You'll all be wives of very blessed men.

Anonymous said...

Great post! My sister-in-law were just discussing this the other day, so it was neat to click on your blog and read this...I'm going to send her a link!

Nicki said...

Hi Jess,

I've just come across your blog via the numerous links made to this great post. A poignant, helpful reminder for me!

Anonymous said...

I realize my comment is a bit off tangent, but what if you are an unmarried woman and you realize you are just not up to the task of biblical wifedom? This post today is insightful and honest. It has also begun to make me think that marriage is just not for every woman. I enjoy the biblical insights here and the great discussions, but I am fast coming to the conclusion that getting married may simply not be for me given how hard it is. I don't know how you ladies do it all.

Is it wrong to simply decide NOT to marry. To recognize that it is beyond my capabilities and enjoy being single instead?
Thanks for any input,

Jess said...

Hi Liza,
Thanks for your question and comments. I don't think it would be wrong to soberly and prayerfully choose singleness at all. The Bible (Paul and Jesus specifically) offer singleness as an excellent and praiseworthy option for those who would forsake marriage (and the focus on "worldly things", like pleasing a husband or wife, that it would bring), and focus on Kingdom work.

So those who choose not to marry ought to then purpose in their hearts to devote that same passion and energy, time and commitment to Christ and to the furthering of His Kingdom. Of course this can be done in a variety of ways, but as I understand it, this is the biblical option for the Christ-honoring life of singleness.

It is indeed a difficult thing to try to live out a biblical marriage, and you are wise to consider that before you enter into married life. Blessings on you as you seek His will for you and thanks for offering your thoughts here.

Anonymous said...

Dear Jess,
Thanks so much for your encouraging response. What God has pointed out to me, through your response and through other means, is that my focus, should I remain single, should be on Him in a single-hearted manner. This is difficult. I find the world gets me so wrapped up in my work and career that I do not feel that Jesus gets my best. I never intended this and never viewed myself as a career-ladder gal willing to forsake all for her career. It as just that the demands of the job seem to take over so easily.

Today I started to pray that Christ will help to change that.
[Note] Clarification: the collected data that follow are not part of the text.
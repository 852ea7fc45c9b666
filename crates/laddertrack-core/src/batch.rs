//! Batched fetches for providers that cap the number of keys per request.
//!
//! Keys are split into a [`BatchPlan`], batches run with bounded concurrency, and
//! results are merged as batches complete. Dropping the returned future cancels
//! every batch still in flight.

use std::collections::HashSet;
use std::future::Future;
use std::hash::Hash;

use futures::stream::{self, StreamExt};

use crate::error::ClientError;

/// Keys partitioned into provider-sized groups.
#[derive(Debug, Clone, PartialEq, Eq)]
pub struct BatchPlan<K> {
    batches: Vec<Vec<K>>,
    concurrency: usize,
}

impl<K> BatchPlan<K>
where
    K: Eq + Hash + Clone,
{
    /// Partition `keys` in input order. Repeated keys are kept once.
    ///
    /// Fails before any request when `max_batch_size` or `concurrency` is zero.
    pub fn new(
        keys: impl IntoIterator<Item = K>,
        max_batch_size: usize,
        concurrency: usize,
    ) -> Result<Self, ClientError> {
        if max_batch_size < 1 {
            return Err(ClientError::invalid_configuration(
                "max batch size must be at least 1",
            ));
        }
        if concurrency < 1 {
            return Err(ClientError::invalid_configuration(
                "batch concurrency must be at least 1",
            ));
        }

        let mut seen = HashSet::new();
        let mut batches: Vec<Vec<K>> = Vec::new();
        for key in keys {
            if !seen.insert(key.clone()) {
                continue;
            }
            match batches.last_mut() {
                Some(batch) if batch.len() < max_batch_size => batch.push(key),
                _ => {
                    let mut batch = Vec::with_capacity(max_batch_size);
                    batch.push(key);
                    batches.push(batch);
                }
            }
        }

        Ok(Self {
            batches,
            concurrency,
        })
    }
}

impl<K> BatchPlan<K> {
    pub fn batches(&self) -> &[Vec<K>] {
        &self.batches
    }

    pub const fn concurrency(&self) -> usize {
        self.concurrency
    }

    pub fn len(&self) -> usize {
        self.batches.len()
    }

    pub fn is_empty(&self) -> bool {
        self.batches.is_empty()
    }

    pub fn key_count(&self) -> usize {
        self.batches.iter().map(Vec::len).sum()
    }
}

/// How a batch failure affects the whole operation.
#[derive(Debug, Clone, Copy, PartialEq, Eq, Default)]
pub enum BatchErrorMode {
    /// The first failed batch aborts the operation and cancels the rest.
    #[default]
    FailFast,
    /// Failed batches are reported next to the merged results.
    Tolerate,
}

/// A batch that failed terminally.
#[derive(Debug, Clone, PartialEq, Eq)]
pub struct BatchFailure<K> {
    pub keys: Vec<K>,
    pub error: ClientError,
}

/// Merged results plus the batches that failed under [`BatchErrorMode::Tolerate`].
#[derive(Debug, Clone, PartialEq)]
pub struct BatchOutcome<K, R> {
    pub items: Vec<R>,
    pub failures: Vec<BatchFailure<K>>,
}

impl<K, R> BatchOutcome<K, R> {
    pub fn is_complete(&self) -> bool {
        self.failures.is_empty()
    }
}

/// Plan `keys` and run `fetch` for every batch, failing on the first terminal error.
pub async fn execute_batched<K, R, F, Fut>(
    keys: impl IntoIterator<Item = K>,
    max_batch_size: usize,
    concurrency: usize,
    fetch: F,
) -> Result<Vec<R>, ClientError>
where
    K: Eq + Hash + Clone,
    F: Fn(Vec<K>) -> Fut,
    Fut: Future<Output = Result<Vec<R>, ClientError>>,
{
    let plan = BatchPlan::new(keys, max_batch_size, concurrency)?;
    execute_plan(plan, fetch).await
}

/// Run a prepared plan, failing on the first terminal error.
pub async fn execute_plan<K, R, F, Fut>(plan: BatchPlan<K>, fetch: F) -> Result<Vec<R>, ClientError>
where
    F: Fn(Vec<K>) -> Fut,
    Fut: Future<Output = Result<Vec<R>, ClientError>>,
{
    let concurrency = plan.concurrency;
    let mut results = stream::iter(plan.batches.into_iter().map(&fetch)).buffer_unordered(concurrency);

    let mut merged = Vec::new();
    while let Some(batch) = results.next().await {
        // Returning here drops `results`, cancelling the batches still running.
        merged.extend(batch?);
    }
    Ok(merged)
}

/// Run a prepared plan according to `mode`.
///
/// Under [`BatchErrorMode::FailFast`] the first failure is returned as `Err`; under
/// [`BatchErrorMode::Tolerate`] it is recorded in the outcome and the rest keep going.
pub async fn execute_plan_with<K, R, F, Fut>(
    plan: BatchPlan<K>,
    mode: BatchErrorMode,
    fetch: F,
) -> Result<BatchOutcome<K, R>, ClientError>
where
    K: Clone,
    F: Fn(Vec<K>) -> Fut,
    Fut: Future<Output = Result<Vec<R>, ClientError>>,
{
    let concurrency = plan.concurrency;
    let fetch = &fetch;
    let mut results = stream::iter(plan.batches.into_iter().map(|keys| async move {
        let result = fetch(keys.clone()).await;
        (keys, result)
    }))
    .buffer_unordered(concurrency);

    let mut outcome = BatchOutcome {
        items: Vec::new(),
        failures: Vec::new(),
    };
    while let Some((keys, result)) = results.next().await {
        match (result, mode) {
            (Ok(items), _) => outcome.items.extend(items),
            (Err(error), BatchErrorMode::FailFast) => return Err(error),
            (Err(error), BatchErrorMode::Tolerate) => {
                tracing::warn!(keys = keys.len(), %error, "batch failed, continuing");
                outcome.failures.push(BatchFailure { keys, error });
            }
        }
    }
    Ok(outcome)
}

#[cfg(test)]
mod tests {
    use std::collections::BTreeSet;
    use std::sync::atomic::{AtomicUsize, Ordering};
    use std::sync::Arc;
    use std::time::Duration;

    use super::*;
    use crate::ProviderId;

    #[test]
    fn plan_partitions_in_order() {
        let plan = BatchPlan::new(1..=7, 3, 2).expect("plan");

        assert_eq!(plan.batches(), &[vec![1, 2, 3], vec![4, 5, 6], vec![7]]);
        assert_eq!(plan.key_count(), 7);
    }

    #[test]
    fn plan_drops_repeated_keys() {
        let plan = BatchPlan::new(["a", "b", "a", "c", "b"], 2, 1).expect("plan");

        assert_eq!(plan.batches(), &[vec!["a", "b"], vec!["c"]]);
    }

    #[test]
    fn plan_of_nothing_is_empty() {
        let plan = BatchPlan::new(Vec::<u32>::new(), 10, 1).expect("plan");
        assert!(plan.is_empty());
    }

    #[tokio::test]
    async fn invalid_arguments_fail_before_fetching() {
        let calls = AtomicUsize::new(0);
        let fetch = |keys: Vec<u32>| {
            calls.fetch_add(1, Ordering::SeqCst);
            async move { Ok::<_, ClientError>(keys) }
        };

        let zero_size = execute_batched(1..=3, 0, 1, &fetch).await;
        let zero_concurrency = execute_batched(1..=3, 1, 0, &fetch).await;

        assert!(matches!(zero_size, Err(ClientError::InvalidConfiguration(_))));
        assert!(matches!(
            zero_concurrency,
            Err(ClientError::InvalidConfiguration(_))
        ));
        assert_eq!(calls.load(Ordering::SeqCst), 0);
    }

    #[tokio::test]
    async fn merges_every_batch_once() {
        let processed = Arc::new(std::sync::Mutex::new(Vec::new()));
        let fetch = |keys: Vec<u32>| {
            let processed = Arc::clone(&processed);
            async move {
                processed.lock().expect("lock").extend(keys.iter().copied());
                Ok::<_, ClientError>(keys.into_iter().map(|key| key * 10).collect::<Vec<_>>())
            }
        };

        let results = execute_batched(1..=25, 4, 3, fetch).await.expect("results");

        let expected: BTreeSet<u32> = (1..=25).map(|key| key * 10).collect();
        assert_eq!(results.len(), 25);
        assert_eq!(results.into_iter().collect::<BTreeSet<_>>(), expected);
        assert_eq!(processed.lock().expect("lock").len(), 25);
    }

    #[tokio::test]
    async fn never_exceeds_concurrency() {
        let in_flight = Arc::new(AtomicUsize::new(0));
        let peak = Arc::new(AtomicUsize::new(0));
        let fetch = |keys: Vec<u32>| {
            let in_flight = Arc::clone(&in_flight);
            let peak = Arc::clone(&peak);
            async move {
                let now = in_flight.fetch_add(1, Ordering::SeqCst) + 1;
                peak.fetch_max(now, Ordering::SeqCst);
                tokio::time::sleep(Duration::from_millis(5)).await;
                in_flight.fetch_sub(1, Ordering::SeqCst);
                Ok::<_, ClientError>(keys)
            }
        };

        execute_batched(0..40, 2, 3, fetch).await.expect("results");

        assert!(peak.load(Ordering::SeqCst) <= 3);
        assert!(peak.load(Ordering::SeqCst) >= 2);
    }

    #[tokio::test]
    async fn failing_batch_aborts_the_operation() {
        let fetch = |keys: Vec<u32>| async move {
            if keys.contains(&5) {
                Err(ClientError::ServerError {
                    provider: ProviderId::Aligulac,
                    status: 503,
                })
            } else {
                Ok(keys)
            }
        };

        let error = execute_batched(1..=10, 2, 2, fetch)
            .await
            .expect_err("should fail");

        assert_eq!(error.code(), "client.server_error");
    }

    #[tokio::test]
    async fn tolerant_mode_reports_failed_keys() {
        let plan = BatchPlan::new(1..=6, 2, 2).expect("plan");
        let fetch = |keys: Vec<u32>| async move {
            if keys.contains(&3) {
                Err(ClientError::Timeout {
                    provider: ProviderId::Twitch,
                    message: String::from("read timeout"),
                })
            } else {
                Ok(keys)
            }
        };

        let outcome = execute_plan_with(plan, BatchErrorMode::Tolerate, fetch)
            .await
            .expect("tolerated");

        assert!(!outcome.is_complete());
        assert_eq!(outcome.failures.len(), 1);
        assert_eq!(outcome.failures[0].keys, vec![3, 4]);
        assert_eq!(
            outcome.items.into_iter().collect::<BTreeSet<_>>(),
            BTreeSet::from([1, 2, 5, 6])
        );
    }
}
I do not wish to be married at present, but I DO want to serve God faithfully and want more steady single-eyed focus in that direction.

God led me to some work by Shane Claiborne
and the New Monasticism. In the New Monastacism
a single Christian puts all that time, energy, focus, and love onto serving Christ through serving others. I want to know more about this and how to *live* it which always seems to be the most difficult part.
Thank you and God Bless You,
Liza G.
(I am "anonymous" because I don't have a blogger ID or Google, not because I don't want to say my name.)

DJP said...

If I may offer a slightly different response:

It depends on why one is single.

Remaining single is certainly a moral option, though not God's intended norm. But why would one choose it? If for specific ways of serving Christ, well and good.

But if a man were to choose singleness because he doesn't want to be tied down, doesn't want to be responsible, doesn't want others to depend on him, doesn't want to devote himself to any one woman... I might urge him that these are defects in Christian masculine character that he should work on replacing with godly traits. And that they're not good reasons for choosing singleness.

Likewise, should a woman recoil from marriage because she has always rebelled against authority, because she never respected her father and refuses to respect any other man, because her career is more important to her than anything else... ditto the above.